Nada alivió el desencuentro con Bergoglio. Se hizo intensa
la ofensiva oficial para provocar algún tipo de división en la Iglesia, esa
especialidad característica del kirchnerismo. Lo denunciaron con razón y sin
ella por su pasado en períodos militares, no aparecían los que hoy lo defienden
como si entonces evitaran exponerse. Típico de la Argentina. Mientras,
Bergoglio podía compartir habitación con un anciano dinosaurio y menemista como
su colega Ogñenovich, al mismo tiempo que derivaba la mayor parte de las ayudas
económicas al padre Pepe en las villas, supuestamente de izquierda por su
vocació social. Y, en el orden interno, ni una fisura: controlaba la
institución con mano férrea, imponía control sobre su tropa pastoral, era implacable
en el ejercicio del poder. Casi como Néstor. No es casual, ambos eran de
raíz peronista.
Hasta pocas horas antes del imprevisto ascenso papal,
todavía Cristina sostuvo su interminable reyerta y en un discurso precisó que
ella era católica devota pero disidente de la jerarquía local. El día previo a
la designación del ahora Francisco, le ocuparon su tribuna: la Catedral. No era
la primera vez aunque resultó un asalto
más benigno que otros desbordes de adláteres de Cristina que, debe suponerse,
Ella desconocía.
Tanta incompatibilidad, claro, explica la indigestión
dolorosa: se entroniza en Roma un enemigo al que, por otra parte, se
sospechaba fuera de juego porque ya
había pedido su retiro del cargo. Doble estupor. Ahora, a pesar de la distancia
y del cambio de prioridades, el que fuera padre Bergoglio constituye una
amenaza al poder kirchnerista. Al menos, así lo observan en bandadas los
habitués de la Casa Rosada.
Miran con temor a mediano plazo: si el papa Francisco viene
en julio a la Argentina, como complemento de un viaje a Brasil por un congreso
de juventudes, habrá que aguardar concentraciones masivas, un fervor celestial
alineado tras su figura. Y no precisamente favorable al Gobierno, aunque el
Pontífice evite referencias domésticas. Pero esos episodios suman y restan en
la etapa previa a las elecciones de octubre.

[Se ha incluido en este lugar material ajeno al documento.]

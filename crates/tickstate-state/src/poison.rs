//! Poison and venom trajectories.
//!
//! The simulation stores poison in a single signed counter: positive values
//! are poison, negative values venom, zero clean. Damage is applied every
//! [`POISON_TICK_INTERVAL`] ticks. Poison damage decays by one per application
//! down to [`MIN_POISON_DAMAGE`]; venom grows by [`VENOM_DAMAGE_INCREMENT`]
//! up to [`MAX_VENOM_DAMAGE`].

use serde::{Deserialize, Serialize};
use std::fmt;
use tickstate_core::Tick;

/// Ticks between two poison/venom hits.
pub const POISON_TICK_INTERVAL: u64 = 30;
/// Poison never hits for less than this.
pub const MIN_POISON_DAMAGE: i32 = 1;
/// First venom hit.
pub const INITIAL_VENOM_DAMAGE: i32 = 6;
/// Venom never hits for more than this.
pub const MAX_VENOM_DAMAGE: i32 = 20;
/// Venom growth per hit.
pub const VENOM_DAMAGE_INCREMENT: i32 = 2;
/// Venom at or above this is treated as critical.
pub const CRITICAL_VENOM_DAMAGE: i32 = 16;

/// Kind of damage-over-time effect.
#[derive(Clone, Copy, Debug, Default, PartialEq, Eq, Hash, Serialize, Deserialize)]
#[serde(rename_all = "snake_case")]
pub enum PoisonKind {
    /// No effect.
    #[default]
    None,
    /// Decaying poison.
    Poison,
    /// Escalating venom.
    Venom,
}

impl fmt::Display for PoisonKind {
    fn fmt(&self, f: &mut fmt::Formatter<'_>) -> fmt::Result {
        f.write_str(match self {
            Self::None => "NONE",
            Self::Poison => "POISON",
            Self::Venom => "VENOM",
        })
    }
}

/// Poison/venom state of the local actor.
#[derive(Clone, Copy, Debug, Default, PartialEq, Eq, Serialize, Deserialize)]
pub struct PoisonState {
    /// Effect kind.
    pub kind: PoisonKind,
    /// Damage of the next hit.
    pub current_damage: i32,
    /// Tick the next hit is expected on.
    pub next_damage_tick: Option<Tick>,
    /// Counter value this state was decoded from.
    pub raw_counter: i32,
}

impl PoisonState {
    /// No effect.
    #[must_use]
    pub const fn none() -> Self {
        Self {
            kind: PoisonKind::None,
            current_damage: 0,
            next_damage_tick: None,
            raw_counter: 0,
        }
    }

    /// Decode the poison counter read at `tick`.
    #[must_use]
    pub fn from_counter(raw: i32, tick: Tick) -> Self {
        match raw {
            0 => Self::none(),
            r if r > 0 => Self {
                kind: PoisonKind::Poison,
                current_damage: (r.saturating_add(4) / 5).max(MIN_POISON_DAMAGE),
                next_damage_tick: Some(tick + POISON_TICK_INTERVAL),
                raw_counter: r,
            },
            r => {
                let magnitude = r.saturating_abs();
                let damage = ((magnitude - 1) / 5)
                    .saturating_mul(VENOM_DAMAGE_INCREMENT)
                    .saturating_add(INITIAL_VENOM_DAMAGE);
                Self {
                    kind: PoisonKind::Venom,
                    current_damage: damage.min(MAX_VENOM_DAMAGE),
                    next_damage_tick: Some(tick + POISON_TICK_INTERVAL),
                    raw_counter: r,
                }
            }
        }
    }

    /// Whether any effect is active.
    #[must_use]
    pub fn has_effect(&self) -> bool {
        self.kind != PoisonKind::None
    }

    /// Whether the effect is poison.
    #[must_use]
    pub fn is_poisoned(&self) -> bool {
        self.kind == PoisonKind::Poison
    }

    /// Whether the effect is venom.
    #[must_use]
    pub fn is_venomed(&self) -> bool {
        self.kind == PoisonKind::Venom
    }

    /// Damage of the venom hit after the next one. Unchanged for non-venom.
    #[must_use]
    pub fn predict_next_venom_damage(&self) -> i32 {
        if self.is_venomed() {
            (self.current_damage + VENOM_DAMAGE_INCREMENT).min(MAX_VENOM_DAMAGE)
        } else {
            self.current_damage
        }
    }

    /// Damage of the poison hit after the next one. Unchanged for non-poison.
    #[must_use]
    pub fn predict_next_poison_damage(&self) -> i32 {
        if self.is_poisoned() {
            (self.current_damage - 1).max(MIN_POISON_DAMAGE)
        } else {
            self.current_damage
        }
    }

    /// Ticks until the next hit, `None` without an effect or a known schedule.
    #[must_use]
    pub fn ticks_until_next_damage(&self, current_tick: Tick) -> Option<u64> {
        if !self.has_effect() {
            return None;
        }
        self.next_damage_tick
            .map(|next| next.saturating_sub(current_tick))
    }

    /// Total damage expected over the next `ticks` ticks.
    #[must_use]
    pub fn expected_damage_over(&self, ticks: u64) -> i32 {
        if !self.has_effect() || self.current_damage <= 0 {
            return 0;
        }
        let hits = ticks / POISON_TICK_INTERVAL;
        let mut damage = self.current_damage;
        let mut total = 0;
        for _ in 0..hits {
            total += damage;
            damage = match self.kind {
                PoisonKind::Venom => (damage + VENOM_DAMAGE_INCREMENT).min(MAX_VENOM_DAMAGE),
                _ => (damage - 1).max(MIN_POISON_DAMAGE),
            };
        }
        total
    }

    /// Expected damage over the next 30 seconds (50 ticks).
    #[must_use]
    pub fn expected_damage_30s(&self) -> i32 {
        self.expected_damage_over(50)
    }

    /// Whether venom has escalated far enough to warrant leaving.
    #[must_use]
    pub fn is_venom_critical(&self) -> bool {
        self.is_venomed() && self.current_damage >= CRITICAL_VENOM_DAMAGE
    }

    /// One-line description for logs.
    #[must_use]
    pub fn summary(&self) -> String {
        if !self.has_effect() {
            return "PoisonState[NONE]".to_string();
        }
        match self.next_damage_tick {
            Some(next) => format!(
                "PoisonState[{}, dmg={}, nextTick={next}]",
                self.kind, self.current_damage
            ),
            None => format!("PoisonState[{}, dmg={}]", self.kind, self.current_damage),
        }
    }
}

// ─────────────────────────────────────────────────────────────────────────────
// Tests
// ─────────────────────────────────────────────────────────────────────────────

Tan evidente esa realidad como el recuerdo de otro papa que,
luego de ser ungido, volvió a su tierra polaca, hizo más líder a un
sindicalista como Lech Walesa y sin duda contribuyó al desmoronamiento del
gobierno comunista. Repasar la historia a veces genera estremecedoras
pesadillas, hasta en los iniciados en el “relato”.